Poi, necessariamente, occorre inserire l’ELEMENTO MISTERIOSO, lo svolta, il pericolo!

Il testa di ca… di legno del gruppo, propone l’IDEONA: turismo estremo! Perché visitare una noiosa (?) Mosca, quando si può andare a Pripjat, città fantasma dell’ormai fantasma centrale nucleare di Chernobyl?

Dopo una prima, leggerissima, esitazione, i quattro baldi giovini si rivolgono ad un ex militare russo per farsi accompagnare in loco.

Ai cinque si aggregano due personaggi che, forse, riescono a risultare – se ne fosse possibile – ancora più stereotipati dei quattro americani: un globe trotter/pankabestia con tanto di zaino Decathlon, capelli lunghi, barba incolta, kefiah e cappello alla Manu chao e una ragazza nord europea con capelli tanto biondi da sembrare bianchi, tagliati alla meno peggio e poco (se non totalmente assente) gusto per il vestire.

Ora: è un film horror? Ci sono sti deficienti che vanno in un luogo che, lasciando perdere i presunti mostri, è più radioattivo del Signor Burns? Cosa mai potrebbe accadere? Che al primo intoppo si ritorni a casa? Come no…

Traete voi le conclusioni, anche perché ho già detto molto della trama.

Torniamo a noi.

Se una trama del genere risulta stantia come le cotolette che tua nonna ti propina ogni domenica da 20 anni, e forse di più, su cosa si può lavorare per rendere il film originale o quantomeno innovativo da spingere quattro deficienti a spendere degli euro per andare a vederlo al cinema?

Visto che, oltre alla trama, anche i dialoghi dei personaggi risultano cosi banali e le interazioni tra loro rasentano la sindrome di Asperger?

In parte la presenza del gentil sesso, che non fa mai male. In parte anche un’ambientazione che solo per il peso storico che ha sulle spalle, risulta inquietante. E, mi verrebbe da riscrivere “in parte”, anche per le riprese e il montaggio.
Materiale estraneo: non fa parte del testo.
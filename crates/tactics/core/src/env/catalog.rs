use crate::state::{
    AbilityId, BonusSourceId, Capabilities, EquipmentSlot, ItemId, TemplateId, UnitCategory,
    UnitKind,
};
use crate::stats::{BaseStats, StatModifier};

/// Static content definitions: unit templates, equipment, abilities and the
/// research/culture sources of faction bonuses.
pub trait CatalogOracle: Send + Sync {
    fn template(&self, id: &TemplateId) -> Option<UnitTemplate>;
    fn item(&self, id: &ItemId) -> Option<EquipmentItem>;
    fn ability(&self, id: &AbilityId) -> Option<Ability>;
    fn bonus_source(&self, id: &BonusSourceId) -> Option<BonusSource>;
}

/// Data template a unit is spawned from.
#[derive(Clone, Debug, PartialEq)]
#[cfg_attr(feature = "serde", derive(serde::Serialize, serde::Deserialize))]
pub struct UnitTemplate {
    pub id: TemplateId,
    #[cfg_attr(feature = "serde", serde(default))]
    pub kind: UnitKind,
    #[cfg_attr(feature = "serde", serde(default))]
    pub category: UnitCategory,
    #[cfg_attr(feature = "serde", serde(default))]
    pub capabilities: Capabilities,
    pub base: BaseStats,
    pub max_morale: f32,
    #[cfg_attr(feature = "serde", serde(default))]
    pub max_ammo: u32,
    /// Morale lost per point of damage taken.
    pub morale_lost_per_health: f32,
    #[cfg_attr(feature = "serde", serde(default))]
    pub transport_capacity: u8,
    #[cfg_attr(feature = "serde", serde(default))]
    pub starting_equipment: Vec<(EquipmentSlot, ItemId)>,
    /// Abilities unlocked on reaching a level.
    #[cfg_attr(feature = "serde", serde(default))]
    pub ability_unlocks: Vec<AbilityUnlock>,
}

impl UnitTemplate {
    /// Zero-stat stand-in used when a template reference cannot be resolved.
    pub fn fallback(id: TemplateId) -> Self {
        Self {
            id,
            kind: UnitKind::Combat,
            category: UnitCategory::Land,
            capabilities: Capabilities::empty(),
            base: BaseStats::default(),
            max_morale: 0.0,
            max_ammo: 0,
            morale_lost_per_health: 0.0,
            transport_capacity: 0,
            starting_equipment: Vec::new(),
            ability_unlocks: Vec::new(),
        }
    }

    /// Ability unlocked when reaching exactly `level`, if any.
    pub fn unlock_at(&self, level: u32) -> Option<&AbilityId> {
        self.ability_unlocks
            .iter()
            .find(|unlock| unlock.level == level)
            .map(|unlock| &unlock.ability)
    }
}

#[derive(Clone, Debug, PartialEq, Eq)]
#[cfg_attr(feature = "serde", derive(serde::Serialize, serde::Deserialize))]
pub struct AbilityUnlock {
    pub level: u32,
    pub ability: AbilityId,
}

/// Launch descriptor of a ranged weapon; its presence makes the item ranged.
#[derive(Clone, Debug, PartialEq)]
#[cfg_attr(feature = "serde", derive(serde::Serialize, serde::Deserialize))]
pub struct RangedPayload {
    /// Projectile kind the renderer should spawn.
    pub projectile: String,
    pub speed: f32,
}

/// Category-specific bonus row of an item.
#[derive(Clone, Copy, Debug, PartialEq, Eq)]
#[cfg_attr(feature = "serde", derive(serde::Serialize, serde::Deserialize))]
pub struct CategoryBonus {
    pub category: UnitCategory,
    pub value: i32,
}

/// Static equipment definition, shared by every unit that equips it.
#[derive(Clone, Debug, PartialEq)]
#[cfg_attr(feature = "serde", derive(serde::Serialize, serde::Deserialize))]
pub struct EquipmentItem {
    pub id: ItemId,
    pub slot: EquipmentSlot,
    #[cfg_attr(feature = "serde", serde(default))]
    pub modifiers: Vec<StatModifier>,
    #[cfg_attr(feature = "serde", serde(default))]
    pub ranged: Option<RangedPayload>,
    /// Extra attack against specific enemy categories.
    #[cfg_attr(feature = "serde", serde(default))]
    pub attack_vs: Vec<CategoryBonus>,
    /// Extra defense when attacked by specific categories.
    #[cfg_attr(feature = "serde", serde(default))]
    pub defense_vs: Vec<CategoryBonus>,
}

impl EquipmentItem {
    pub fn new(id: impl Into<ItemId>, slot: EquipmentSlot) -> Self {
        Self {
            id: id.into(),
            slot,
            modifiers: Vec::new(),
            ranged: None,
            attack_vs: Vec::new(),
            defense_vs: Vec::new(),
        }
    }

    pub fn with_modifier(mut self, modifier: StatModifier) -> Self {
        self.modifiers.push(modifier);
        self
    }

    pub fn with_ranged(mut self, projectile: impl Into<String>, speed: f32) -> Self {
        self.ranged = Some(RangedPayload {
            projectile: projectile.into(),
            speed,
        });
        self
    }

    pub fn with_attack_vs(mut self, category: UnitCategory, value: i32) -> Self {
        self.attack_vs.push(CategoryBonus { category, value });
        self
    }

    pub fn with_defense_vs(mut self, category: UnitCategory, value: i32) -> Self {
        self.defense_vs.push(CategoryBonus { category, value });
        self
    }

    pub fn is_ranged(&self) -> bool {
        self.ranged.is_some()
    }

    pub fn attack_bonus_against(&self, category: UnitCategory) -> i32 {
        sum_for(&self.attack_vs, category)
    }

    pub fn defense_bonus_against(&self, category: UnitCategory) -> i32 {
        sum_for(&self.defense_vs, category)
    }
}

fn sum_for(rows: &[CategoryBonus], category: UnitCategory) -> i32 {
    rows.iter()
        .filter(|row| row.category == category)
        .map(|row| row.value)
        .sum()
}

/// Unlockable ability. Flat modifiers sum; damage multipliers multiply.
#[derive(Clone, Debug, PartialEq)]
#[cfg_attr(feature = "serde", derive(serde::Serialize, serde::Deserialize))]
pub struct Ability {
    pub id: AbilityId,
    #[cfg_attr(feature = "serde", serde(default))]
    pub attack: i32,
    #[cfg_attr(feature = "serde", serde(default))]
    pub defense: i32,
    #[cfg_attr(feature = "serde", serde(default))]
    pub health: i32,
    #[cfg_attr(feature = "serde", serde(default))]
    pub range: f32,
    #[cfg_attr(feature = "serde", serde(default = "default_multiplier"))]
    pub damage_multiplier: f32,
}

#[cfg(feature = "serde")]
fn default_multiplier() -> f32 {
    1.0
}

impl Ability {
    pub fn new(id: impl Into<AbilityId>) -> Self {
        Self {
            id: id.into(),
            attack: 0,
            defense: 0,
            health: 0,
            range: 0.0,
            damage_multiplier: 1.0,
        }
    }
}

/// Whether a bonus source is a technology or a culture.
#[derive(
    Clone,
    Copy,
    Debug,
    PartialEq,
    Eq,
    Hash,
    strum::Display,
    strum::EnumString,
    strum::AsRefStr,
)]
#[cfg_attr(feature = "serde", derive(serde::Serialize, serde::Deserialize))]
#[strum(serialize_all = "snake_case", ascii_case_insensitive)]
pub enum BonusSourceKind {
    Research,
    Culture,
}

/// Modifier targeting one unit template.
#[derive(Clone, Debug, PartialEq)]
#[cfg_attr(feature = "serde", derive(serde::Serialize, serde::Deserialize))]
pub struct TemplateBonus {
    pub template: TemplateId,
    pub modifier: StatModifier,
}

/// Modifier targeting one equipment template.
#[derive(Clone, Debug, PartialEq)]
#[cfg_attr(feature = "serde", derive(serde::Serialize, serde::Deserialize))]
pub struct ItemBonus {
    pub item: ItemId,
    pub modifier: StatModifier,
}

/// A researched technology or adopted culture and the bonuses it grants.
#[derive(Clone, Debug, PartialEq)]
#[cfg_attr(feature = "serde", derive(serde::Serialize, serde::Deserialize))]
pub struct BonusSource {
    pub id: BonusSourceId,
    pub kind: BonusSourceKind,
    #[cfg_attr(feature = "serde", serde(default))]
    pub unit_bonuses: Vec<TemplateBonus>,
    #[cfg_attr(feature = "serde", serde(default))]
    pub equipment_bonuses: Vec<ItemBonus>,
}

impl BonusSource {
    pub fn new(id: impl Into<BonusSourceId>, kind: BonusSourceKind) -> Self {
        Self {
            id: id.into(),
            kind,
            unit_bonuses: Vec::new(),
            equipment_bonuses: Vec::new(),
        }
    }

    pub fn with_unit_bonus(mut self, template: impl Into<TemplateId>, modifier: StatModifier) -> Self {
        self.unit_bonuses.push(TemplateBonus {
            template: template.into(),
            modifier,
        });
        self
    }

    pub fn with_equipment_bonus(mut self, item: impl Into<ItemId>, modifier: StatModifier) -> Self {
        self.equipment_bonuses.push(ItemBonus {
            item: item.into(),
            modifier,
        });
        self
    }
}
In realtà, se scrivessi due o tre anni fa, la vera novità sarebbe proprio li: la telecamera a spalla, con inserimenti di riprese dalla videocamera o dalla fotocamera dei personaggi e montaggio veloce da videoclip. Il tutto per trasmettere allo spettatore un maggiore senso di verosimiglianza dei fatti.
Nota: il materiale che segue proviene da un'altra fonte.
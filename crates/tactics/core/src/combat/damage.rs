//! Damage calculation.

use crate::config::CombatConfig;
use crate::env::TileContext;

/// Everything the damage formula consumes for a single strike.
#[derive(Clone, Copy, Debug, PartialEq)]
pub struct DamageInputs {
    /// Attacker's aggregated attack, already attenuated by fatigue and any
    /// melee-fallback penalty.
    pub attack: f32,
    /// Attacker equipment bonus against the defender's category.
    pub attack_vs_category: f32,
    /// Defender's aggregated defense, already attenuated by fatigue.
    pub defense: f32,
    /// Defender equipment bonus against the attacker's category.
    pub defense_vs_category: f32,
    pub tile: TileContext,
    /// Product of the attacker's ability damage multipliers.
    pub damage_multiplier: f32,
    /// Living attacker-faction units adjacent to the defender, attacker included.
    pub adjacent_allies: u32,
    /// `attacker.elevation - defender.elevation`.
    pub elevation_diff: f32,
}

/// Intermediate values of one damage evaluation.
#[derive(Clone, Copy, Debug, PartialEq)]
pub struct DamageBreakdown {
    pub tile_bonus: f32,
    pub attacker_value: f32,
    pub defender_value: f32,
    /// `max(0, attacker - defender - tile)`; never negative.
    pub raw: f32,
    pub flank_multiplier: f32,
    pub elevation_multiplier: f32,
    pub damage: i32,
}

/// Biome bonus plus the hill bonus.
pub fn tile_bonus(tile: &TileContext, config: &CombatConfig) -> f32 {
    let hill = if tile.is_hill {
        config.hill_defense_bonus
    } else {
        0.0
    };
    tile.biome_defense_bonus + hill
}

/// Flanking multiplier for `adjacent_allies` attackers around the defender.
///
/// Only applies when allies beyond the attacker itself are adjacent; then
/// every adjacent ally counts: three flankers give `1.3`, a lone attacker `1.0`.
pub fn flank_multiplier(adjacent_allies: u32, config: &CombatConfig) -> f32 {
    let supporting = adjacent_allies.saturating_sub(1);
    if supporting == 0 {
        return 1.0;
    }
    1.0 + config.flank_bonus_per_ally * adjacent_allies as f32
}

/// `1 + clamp(diff × step, -cap, cap)`.
pub fn elevation_multiplier(elevation_diff: f32, config: &CombatConfig) -> f32 {
    1.0 + (elevation_diff * config.elevation_step)
        .clamp(-config.elevation_cap, config.elevation_cap)
}

/// Evaluates the damage formula once.
///
/// # Formula
///
/// ```text
/// tile     = biome_bonus + (hill ? hill_bonus : 0)
/// attacker = attack + attack_vs(defender.category)
/// defender = (defense + defense_vs(attacker.category) + improvement_add) × (1 + improvement_pct)
/// raw      = max(0, attacker - defender - tile)
/// damage   = round(raw × ability_multiplier)
/// damage   = round(damage × flank)          if flanked
/// damage   = max(0, round(damage × elevation))
/// ```
pub fn calculate_damage(inputs: &DamageInputs, config: &CombatConfig) -> DamageBreakdown {
    let tile_bonus = tile_bonus(&inputs.tile, config);
    let attacker_value = inputs.attack + inputs.attack_vs_category;
    let defender_value = (inputs.defense
        + inputs.defense_vs_category
        + inputs.tile.improvement_defense_add)
        * (1.0 + inputs.tile.improvement_defense_pct);

    let raw = (attacker_value - defender_value - tile_bonus).max(0.0);
    let mut damage = (raw * inputs.damage_multiplier).round();

    let flank = flank_multiplier(inputs.adjacent_allies, config);
    if flank != 1.0 {
        damage = (damage * flank).round();
    }

    let elevation = elevation_multiplier(inputs.elevation_diff, config);
    let damage = (damage * elevation).round().max(0.0) as i32;

    DamageBreakdown {
        tile_bonus,
        attacker_value,
        defender_value,
        raw,
        flank_multiplier: flank,
        elevation_multiplier: elevation,
        damage,
    }
}

#[cfg(test)]
mod tests {
    use super::*;

    fn plain(attack: f32, defense: f32) -> DamageInputs {
        DamageInputs {
            attack,
            attack_vs_category: 0.0,
            defense,
            defense_vs_category: 0.0,
            tile: TileContext::default(),
            damage_multiplier: 1.0,
            adjacent_allies: 1,
            elevation_diff: 0.0,
        }
    }

    #[test]
    fn basic_exchange() {
        let config = CombatConfig::default();
        let result = calculate_damage(&plain(10.0, 4.0), &config);
        assert_eq!(result.raw, 6.0);
        assert_eq!(result.damage, 6);
    }

    #[test]
    fn raw_never_negative() {
        let config = CombatConfig::default();
        let mut inputs = plain(3.0, 10.0);
        inputs.tile.is_hill = true;
        inputs.elevation_diff = -100.0;
        let result = calculate_damage(&inputs, &config);
        assert_eq!(result.raw, 0.0);
        assert_eq!(result.damage, 0);
    }

    #[test]
    fn hill_and_biome_reduce_damage() {
        let config = CombatConfig::default();
        let mut inputs = plain(10.0, 4.0);
        inputs.tile.is_hill = true;
        inputs.tile.biome_defense_bonus = 1.0;
        assert_eq!(calculate_damage(&inputs, &config).damage, 3);
    }

    #[test]
    fn improvements_scale_defense() {
        let config = CombatConfig::default();
        let mut inputs = plain(20.0, 4.0);
        inputs.defense_vs_category = 2.0;
        inputs.tile.improvement_defense_add = 2.0;
        inputs.tile.improvement_defense_pct = 0.5;
        // defender = (4 + 2 + 2) × 1.5 = 12
        let result = calculate_damage(&inputs, &config);
        assert_eq!(result.defender_value, 12.0);
        assert_eq!(result.damage, 8);
    }

    #[test]
    fn category_bonus_adds_to_attack() {
        let config = CombatConfig::default();
        let mut inputs = plain(10.0, 4.0);
        inputs.attack_vs_category = 5.0;
        assert_eq!(calculate_damage(&inputs, &config).damage, 11);
    }

    #[test]
    fn ability_multiplier_scales_raw() {
        let config = CombatConfig::default();
        let mut inputs = plain(10.0, 5.0);
        inputs.damage_multiplier = 1.5;
        // round(5 × 1.5) = round(7.5) = 8
        assert_eq!(calculate_damage(&inputs, &config).damage, 8);
    }

    #[test]
    fn flanking_multipliers() {
        let config = CombatConfig::default();
        assert_eq!(flank_multiplier(1, &config), 1.0);
        assert_eq!(flank_multiplier(0, &config), 1.0);
        assert!((flank_multiplier(3, &config) - 1.3).abs() < 1e-6);

        let mut inputs = plain(20.0, 0.0);
        inputs.adjacent_allies = 3;
        assert_eq!(calculate_damage(&inputs, &config).damage, 26);
    }

    #[test]
    fn elevation_is_capped() {
        let config = CombatConfig::default();
        assert!((elevation_multiplier(2.0, &config) - 1.04).abs() < 1e-6);
        assert!((elevation_multiplier(50.0, &config) - 1.1).abs() < 1e-6);
        assert!((elevation_multiplier(-50.0, &config) - 0.9).abs() < 1e-6);

        let mut inputs = plain(20.0, 0.0);
        inputs.elevation_diff = 10.0;
        assert_eq!(calculate_damage(&inputs, &config).damage, 22);
    }
}
//! Catalog loader: unit templates, equipment, abilities and bonus sources.

use std::collections::HashSet;
use std::path::Path;

use serde::Deserialize;
use tactics_core::{Ability, BonusSource, CatalogSnapshot, EquipmentItem, UnitTemplate};

use crate::loaders::{LoadResult, read_file};

/// Catalog file layout. Every section is optional.
#[derive(Debug, Default, Deserialize)]
#[serde(default)]
struct CatalogFile {
    templates: Vec<UnitTemplate>,
    items: Vec<EquipmentItem>,
    abilities: Vec<Ability>,
    bonus_sources: Vec<BonusSource>,
}

/// Loader for the content catalog from RON files.
pub struct CatalogLoader;

impl CatalogLoader {
    /// Load a catalog from a RON file.
    pub fn load(path: &Path) -> LoadResult<CatalogSnapshot> {
        let content = read_file(path)?;
        Self::parse(&content)
    }

    /// Parse a catalog from RON text.
    ///
    /// Duplicate ids are rejected. References to entries the file does not
    /// define are logged and left for the engine's fallbacks to absorb.
    pub fn parse(content: &str) -> LoadResult<CatalogSnapshot> {
        let file: CatalogFile = ron::from_str(content)
            .map_err(|e| anyhow::anyhow!("Failed to parse catalog RON: {}", e))?;

        ensure_unique("template", file.templates.iter().map(|t| t.id.to_string()))?;
        ensure_unique("item", file.items.iter().map(|i| i.id.to_string()))?;
        ensure_unique("ability", file.abilities.iter().map(|a| a.id.to_string()))?;
        ensure_unique(
            "bonus source",
            file.bonus_sources.iter().map(|s| s.id.to_string()),
        )?;
        warn_dangling(&file);

        let mut catalog = CatalogSnapshot::new();
        for template in file.templates {
            catalog.insert_template(template);
        }
        for item in file.items {
            catalog.insert_item(item);
        }
        for ability in file.abilities {
            catalog.insert_ability(ability);
        }
        for source in file.bonus_sources {
            catalog.insert_bonus_source(source);
        }

        tracing::debug!(
            templates = catalog.template_count(),
            items = catalog.item_count(),
            abilities = catalog.ability_count(),
            bonus_sources = catalog.bonus_source_count(),
            "catalog loaded"
        );
        Ok(catalog)
    }
}

fn ensure_unique(kind: &str, ids: impl Iterator<Item = String>) -> LoadResult<()> {
    let mut seen = HashSet::new();
    for id in ids {
        if !seen.insert(id.clone()) {
            anyhow::bail!("Duplicate {} id in catalog: {}", kind, id);
        }
    }
    Ok(())
}

fn warn_dangling(file: &CatalogFile) {
    let templates: HashSet<_> = file.templates.iter().map(|t| &t.id).collect();
    let items: HashSet<_> = file.items.iter().map(|i| &i.id).collect();
    let abilities: HashSet<_> = file.abilities.iter().map(|a| &a.id).collect();

    for template in &file.templates {
        for (_, item) in &template.starting_equipment {
            if !items.contains(item) {
                tracing::warn!(template = %template.id, item = %item, "starting item not in catalog");
            }
        }
        for unlock in &template.ability_unlocks {
            if !abilities.contains(&unlock.ability) {
                tracing::warn!(template = %template.id, ability = %unlock.ability, "unlocked ability not in catalog");
            }
        }
    }
    for source in &file.bonus_sources {
        for bonus in &source.unit_bonuses {
            if !templates.contains(&bonus.template) {
                tracing::warn!(source = %source.id, template = %bonus.template, "bonus targets unknown template");
            }
        }
        for bonus in &source.equipment_bonuses {
            if !items.contains(&bonus.item) {
                tracing::warn!(source = %source.id, item = %bonus.item, "bonus targets unknown item");
            }
        }
    }
}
Se scrivessi due o tre anni fa.

Ma in questi pochi anni non si contano più i film che usano tali “stratagemmi”, e non sto a citarvene neanche uno perché siamo all’altezza di questo, e non voglio che li guardiate. Perché? Perchè vi rispetto.
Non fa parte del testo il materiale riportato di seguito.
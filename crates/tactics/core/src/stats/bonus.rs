//! Bonus application following the layered stack architecture.
//!
//! A stack folds its bonuses in a fixed order:
//! Flat → %Inc → More → Clamp
//!
//! The stat aggregator chains several stacks (unit-faction, then
//! equipment-faction) so that each stage sees the output of the previous one.

/// A single bonus that can be applied to a stat value.
///
/// - **Flat**: Additive bonuses applied first (e.g., +5 attack from a tech)
/// - **Increased**: Fractions summed, then applied once (0.2 = +20%)
/// - **More**: Multipliers applied one after another (1.5 = ×1.5)
#[derive(Clone, Copy, Debug, PartialEq)]
#[cfg_attr(feature = "serde", derive(serde::Serialize, serde::Deserialize))]
pub enum Bonus {
    Flat(f32),
    Increased(f32),
    More(f32),
}

impl Bonus {
    pub fn flat(value: f32) -> Self {
        Bonus::Flat(value)
    }

    /// Fractional increase (0.2 = +20%).
    pub fn increased(fraction: f32) -> Self {
        Bonus::Increased(fraction)
    }

    /// Sequential multiplier (1.5 = ×1.5).
    pub fn more(multiplier: f32) -> Self {
        Bonus::More(multiplier)
    }
}

/// A collection of bonuses applied in the correct order.
///
/// 1. Flat bonuses (summed)
/// 2. Increased bonuses (summed, then multiplied once)
/// 3. More multipliers (applied sequentially)
/// 4. Clamp to bounds
///
/// # Example
/// ```
/// # use tactics_core::stats::{Bonus, BonusStack};
/// let mut stack = BonusStack::new();
/// stack.add(Bonus::flat(2.0));
/// stack.add(Bonus::increased(0.25));
/// stack.add(Bonus::increased(0.25));
///
/// // (10 + 2) × 1.5
/// assert_eq!(stack.apply_unclamped(10.0), 18.0);
/// ```
#[derive(Clone, Debug, Default, PartialEq)]
#[cfg_attr(feature = "serde", derive(serde::Serialize, serde::Deserialize))]
pub struct BonusStack {
    bonuses: Vec<Bonus>,
}

impl BonusStack {
    pub fn new() -> Self {
        Self {
            bonuses: Vec::new(),
        }
    }

    pub fn add(&mut self, bonus: Bonus) {
        self.bonuses.push(bonus);
    }

    pub fn extend(&mut self, bonuses: impl IntoIterator<Item = Bonus>) {
        self.bonuses.extend(bonuses);
    }

    /// Sum of all flat bonuses.
    pub fn flat_sum(&self) -> f32 {
        self.bonuses
            .iter()
            .filter_map(|b| match b {
                Bonus::Flat(v) => Some(*v),
                _ => None,
            })
            .sum()
    }

    /// Sum of all increased fractions.
    pub fn increased_sum(&self) -> f32 {
        self.bonuses
            .iter()
            .filter_map(|b| match b {
                Bonus::Increased(p) => Some(*p),
                _ => None,
            })
            .sum()
    }

    /// Product of all More multipliers (1.0 when there are none).
    pub fn more_product(&self) -> f32 {
        self.bonuses
            .iter()
            .filter_map(|b| match b {
                Bonus::More(m) => Some(*m),
                _ => None,
            })
            .product()
    }

    /// Apply all bonuses to a base value with clamping.
    ///
    /// # Formula
    ///
    /// ```text
    /// result = clamp((base + flat_sum) × (1 + inc_sum) × more_product, min, max)
    /// ```
    pub fn apply(&self, base: f32, bounds: StatBounds) -> f32 {
        let after_inc = (base + self.flat_sum()) * (1.0 + self.increased_sum());
        let after_more = self
            .bonuses
            .iter()
            .filter_map(|b| match b {
                Bonus::More(m) => Some(*m),
                _ => None,
            })
            .fold(after_inc, |acc, multiplier| acc * multiplier);
        after_more.clamp(bounds.min, bounds.max)
    }

    pub fn apply_unclamped(&self, base: f32) -> f32 {
        self.apply(base, StatBounds::UNCLAMPED)
    }

    pub fn is_empty(&self) -> bool {
        self.bonuses.is_empty()
    }

    pub fn len(&self) -> usize {
        self.bonuses.len()
    }
}

/// Builder helpers for constructing stacks fluently.
impl BonusStack {
    pub fn flat(mut self, value: f32) -> Self {
        self.add(Bonus::flat(value));
        self
    }

    pub fn increased(mut self, fraction: f32) -> Self {
        self.add(Bonus::increased(fraction));
        self
    }

    pub fn more(mut self, multiplier: f32) -> Self {
        self.add(Bonus::more(multiplier));
        self
    }
}

/// Clamping bounds for a stat.
#[derive(Clone, Copy, Debug, PartialEq)]
pub struct StatBounds {
    pub min: f32,
    pub max: f32,
}

impl StatBounds {
    /// Attack and defense: never negative.
    pub const COMBAT: Self = Self {
        min: 0.0,
        max: 99_999.0,
    };

    /// Maximum health: at least 1 so a spawned unit is alive.
    pub const HEALTH: Self = Self {
        min: 1.0,
        max: 999_999.0,
    };

    /// Range and movement speed.
    pub const DISTANCE: Self = Self {
        min: 0.0,
        max: 10_000.0,
    };

    pub const UNCLAMPED: Self = Self {
        min: f32::MIN,
        max: f32::MAX,
    };
}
Concludendo: nei 90 minuti che mi sono sorbito insieme alla morosa e a dei cari amici, ci siamo cimentati nel gioco del “Ora vuoi vedere che succede questo?”, ma anche il divertentissimo “Ma perché fanno cosi? Non era meglio…”, per concludere con un giro di “Sta scena è uguale a quell’altro film…”.

Quindi, non vi consiglierò di non vederlo. Vi consiglierò semplicemente di trovare il giusto gruppo di amici criticoni, allegri e prevenuti, con cui dissacrare, sventrare, sfottere e blaterare su di ogni singolo fotogramma del film

Il divertimento, vi prometto, sarà assicurato.

martedì 24 luglio 2012

Chef



La cucina è la vostra passione? Passate delle ore davanti ai fornelli con addosso un grembiule sudicio e armati di cucchiaio? Seguite alla lettera le ricette della Parodi, l’unica donna al mondo a riuscire a cucinare e non sporcarsi con addosso un abito da 300 euro?

Amate le f*****e ricette di Gordon Ramsay? Non perdete una f*****a puntata di Master Chef, di Hell’s Chitchen e di Cucine da Incubo?

Sognate di realizzare dolci leggendari come quelli del Boss delle torte?

No? Allora “Chef” sarà per voi soltanto un simpatico modo per trascorrere un’oretta e mezza in serenità.

Ma se avete risposto affermativamente anche solo ad una delle domande precedenti e dentro di voi brucia lo spirito di Vissani, sicuramente apprezzerete (anzi gusterete!) questa dolce commedia francese.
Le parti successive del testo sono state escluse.